TASK DETAILS
From the records below, return every line containing the word "PathBuf".

Saved data entries

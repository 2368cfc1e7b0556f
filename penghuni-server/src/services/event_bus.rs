use penghuni_api::models::{AnomalyKind, Endpoint, RoomId};
use penghuni_api::policy::DenyReason;
use penghuni_api::presence::Transition;
use serde::Serialize;
use tokio::sync::broadcast;

use crate::models::Anomaly;

/// Where a light or device state change came from.
#[derive(Clone, Copy, Debug, PartialEq, Eq, Serialize)]
#[serde(rename_all = "snake_case")]
pub enum ChangeSource {
    /// A control-surface command
    Control,
    /// A status report from the hardware
    Hardware,
}

#[derive(Clone, Debug, PartialEq, Serialize)]
#[serde(tag = "type", rename_all = "snake_case")]
pub enum HouseEvent {
    OccupancyChanged(Transition),
    AnomalyDetected {
        kind: AnomalyKind,
        subject: String,
        name: String,
    },
    CommandRejected {
        room: Option<RoomId>,
        endpoint: Option<Endpoint>,
        name: Option<String>,
        reason: DenyReason,
    },
    CommandSent {
        topic: String,
        payload: String,
        delivered: bool,
    },
    StateChanged {
        room: RoomId,
        endpoint: Endpoint,
        name: String,
        on: bool,
        source: ChangeSource,
    },
    RoomOccupancySet {
        room: RoomId,
        name: String,
        occupied: bool,
    },
    BulkOff {
        lights: bool,
        affected: usize,
    },
    BusConnection {
        connected: bool,
    },
}

impl HouseEvent {
    /// Matches the serialized `type` tag.
    pub fn name(&self) -> &'static str {
        match self {
            HouseEvent::OccupancyChanged(_) => "occupancy_changed",
            HouseEvent::AnomalyDetected { .. } => "anomaly_detected",
            HouseEvent::CommandRejected { .. } => "command_rejected",
            HouseEvent::CommandSent { .. } => "command_sent",
            HouseEvent::StateChanged { .. } => "state_changed",
            HouseEvent::RoomOccupancySet { .. } => "room_occupancy_set",
            HouseEvent::BulkOff { .. } => "bulk_off",
            HouseEvent::BusConnection { .. } => "bus_connection",
        }
    }
}

impl From<Anomaly> for HouseEvent {
    fn from(anomaly: Anomaly) -> Self {
        HouseEvent::AnomalyDetected {
            kind: anomaly.kind,
            subject: anomaly.subject,
            name: anomaly.name,
        }
    }
}

/// Fan-out of house events. Emitting never blocks and never fails; with no
/// listener the event is dropped.
#[derive(Clone, Debug)]
pub struct EventSink {
    sender: broadcast::Sender<HouseEvent>,
}

impl EventSink {
    pub fn new(capacity: usize) -> Self {
        let (sender, _receiver) = broadcast::channel(capacity.max(1));
        Self { sender }
    }

    pub fn emit(&self, event: HouseEvent) {
        if let Err(e) = self.sender.send(event) {
            tracing::debug!("No listener for house event: {:?}", e.0);
        }
    }

    pub fn subscribe(&self) -> broadcast::Receiver<HouseEvent> {
        self.sender.subscribe()
    }

    pub fn receiver_count(&self) -> usize {
        self.sender.receiver_count()
    }
}
use crate::nix::locator::starts_name;
use regex::Regex;
use std::fmt;

/// Declared state of an entry's `enable` flag.
#[derive(Debug, Clone, Copy, PartialEq, Eq)]
pub enum EntryState {
    Enabled,
    Disabled,
    /// Declared with a value other than a boolean literal (`lib.mkDefault true`, ...)
    Declared,
}

impl fmt::Display for EntryState {
    fn fmt(&self, f: &mut fmt::Formatter<'_>) -> fmt::Result {
        match self {
            EntryState::Enabled => write!(f, "enabled"),
            EntryState::Disabled => write!(f, "disabled"),
            EntryState::Declared => write!(f, "declared"),
        }
    }
}

fn entry_pattern(entry: &str, tail: &str) -> Regex {
    let pattern = format!(r"{}\.enable{tail}", regex::escape(entry));
    Regex::new(&pattern).expect("escaped entry pattern is always valid")
}

/// Whether `<entry>.enable` appears anywhere in `section`, in any state.
pub fn probe(section: &str, entry: &str) -> bool {
    entry_pattern(entry, r"\b")
        .find_iter(section)
        .any(|m| starts_name(section, m.start()))
}

/// Classify the first declaration of `entry` in `section`.
pub fn state(section: &str, entry: &str) -> Option<EntryState> {
    let assignment = entry_pattern(entry, r"\s*=\s*([^;]*);")
        .captures_iter(section)
        .find(|caps| starts_name(section, caps.get(0).map_or(0, |m| m.start())));

    match assignment {
        Some(caps) => Some(match caps[1].trim() {
            "true" => EntryState::Enabled,
            "false" => EntryState::Disabled,
            _ => EntryState::Declared,
        }),
        None if probe(section, entry) => Some(EntryState::Declared),
        None => None,
    }
}
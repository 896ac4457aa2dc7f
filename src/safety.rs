use std::path::{Path, PathBuf};
use thiserror::Error;

/// Directories inside a flake that are never edited: git internals and
/// `nix build` result links pointing into the store.
const FORBIDDEN_DIRS: &[&str] = &[".git", "result"];

/// Boundary checks that keep edits inside the flake being managed.
#[derive(Debug, Clone)]
pub struct FlakeGuard {
    /// Canonical flake root
    flake_root: PathBuf,
    /// Canonical paths to forbidden directories
    forbidden_paths: Vec<PathBuf>,
}

#[derive(Error, Debug)]
pub enum SafetyError {
    #[error("path is outside the flake: {path} (flake: {flake})")]
    OutsideFlake { path: PathBuf, flake: PathBuf },

    #[error("path is in forbidden directory: {path} (forbidden: {forbidden})")]
    ForbiddenPath { path: PathBuf, forbidden: PathBuf },

    #[error("failed to canonicalize path: {0}")]
    Canonicalize(#[from] std::io::Error),
}

impl FlakeGuard {
    /// Create a guard rooted at `flake_root`.
    ///
    /// The root is canonicalized so symlinked checkouts compare correctly.
    pub fn new(flake_root: impl AsRef<Path>) -> Result<Self, SafetyError> {
        let flake_root = flake_root.as_ref().canonicalize()?;

        let forbidden_paths = FORBIDDEN_DIRS
            .iter()
            .filter_map(|dir| flake_root.join(dir).canonicalize().ok())
            .collect();

        Ok(Self {
            flake_root,
            forbidden_paths,
        })
    }

    /// Check that `path` is safe to edit, returning its canonical form.
    ///
    /// Relative paths resolve against the flake root.
    pub fn validate_path(&self, path: impl AsRef<Path>) -> Result<PathBuf, SafetyError> {
        let path = path.as_ref();
        let absolute = if path.is_absolute() {
            path.to_path_buf()
        } else {
            self.flake_root.join(path)
        };

        // Resolves symlinks and `..`
        let canonical = absolute.canonicalize()?;

        if !canonical.starts_with(&self.flake_root) {
            return Err(SafetyError::OutsideFlake {
                path: canonical,
                flake: self.flake_root.clone(),
            });
        }

        if let Some(forbidden) = self
            .forbidden_paths
            .iter()
            .find(|forbidden| canonical.starts_with(forbidden))
        {
            return Err(SafetyError::ForbiddenPath {
                path: canonical.clone(),
                forbidden: forbidden.clone(),
            });
        }

        Ok(canonical)
    }
}

#[cfg(test)]
mod tests {
    use super::*;
    use std::fs;

    #[test]
    fn test_validate_path_inside_flake() {
        let temp_dir = tempfile::tempdir().unwrap();
        let flake = temp_dir.path();
        let file = flake.join("hosts/desktop/configuration.nix");
        fs::create_dir_all(file.parent().unwrap()).unwrap();
        fs::write(&file, b"{ }").unwrap();

        let guard = FlakeGuard::new(flake).unwrap();
        assert!(guard.validate_path(&file).is_ok());
        assert!(guard.validate_path("hosts/desktop/configuration.nix").is_ok());
    }

    #[test]
    fn test_validate_path_outside_flake() {
        let temp_dir = tempfile::tempdir().unwrap();
        let flake = temp_dir.path().join("flake");
        fs::create_dir_all(&flake).unwrap();
        let outside = temp_dir.path().join("configuration.nix");
        fs::write(&outside, b"{ }").unwrap();

        let guard = FlakeGuard::new(&flake).unwrap();
        let result = guard.validate_path(&outside);
        assert!(matches!(result, Err(SafetyError::OutsideFlake { .. })));

        let result = guard.validate_path("../configuration.nix");
        assert!(matches!(result, Err(SafetyError::OutsideFlake { .. })));
    }

    #[test]
    fn test_validate_path_forbidden() {
        let temp_dir = tempfile::tempdir().unwrap();
        let flake = temp_dir.path();
        let file = flake.join(".git/config");
        fs::create_dir_all(file.parent().unwrap()).unwrap();
        fs::write(&file, b"").unwrap();

        let guard = FlakeGuard::new(flake).unwrap();
        let result = guard.validate_path(&file);
        assert!(matches!(result, Err(SafetyError::ForbiddenPath { .. })));
    }

    #[test]
    fn test_missing_path() {
        let temp_dir = tempfile::tempdir().unwrap();
        let guard = FlakeGuard::new(temp_dir.path()).unwrap();
        let result = guard.validate_path("hosts/none/configuration.nix");
        assert!(matches!(result, Err(SafetyError::Canonicalize(_))));
    }

    #[test]
    #[cfg(unix)]
    fn test_validate_symlink_escape() {
        use std::os::unix::fs::symlink;

        let temp_dir = tempfile::tempdir().unwrap();
        let flake = temp_dir.path().join("flake");
        fs::create_dir_all(&flake).unwrap();
        let outside = temp_dir.path().join("outside.nix");
        fs::write(&outside, b"{ }").unwrap();
        let link = flake.join("escape.nix");
        symlink(&outside, &link).unwrap();

        let guard = FlakeGuard::new(&flake).unwrap();
        let result = guard.validate_path(&link);
        assert!(matches!(result, Err(SafetyError::OutsideFlake { .. })));
    }
}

RESPONSE FOR THIS EXERCISE
use std::path::{Path, PathBuf};
    flake_root: PathBuf,
    forbidden_paths: Vec<PathBuf>,
    OutsideFlake { path: PathBuf, flake: PathBuf },
    ForbiddenPath { path: PathBuf, forbidden: PathBuf },
    pub fn validate_path(&self, path: impl AsRef<Path>) -> Result<PathBuf, SafetyError> {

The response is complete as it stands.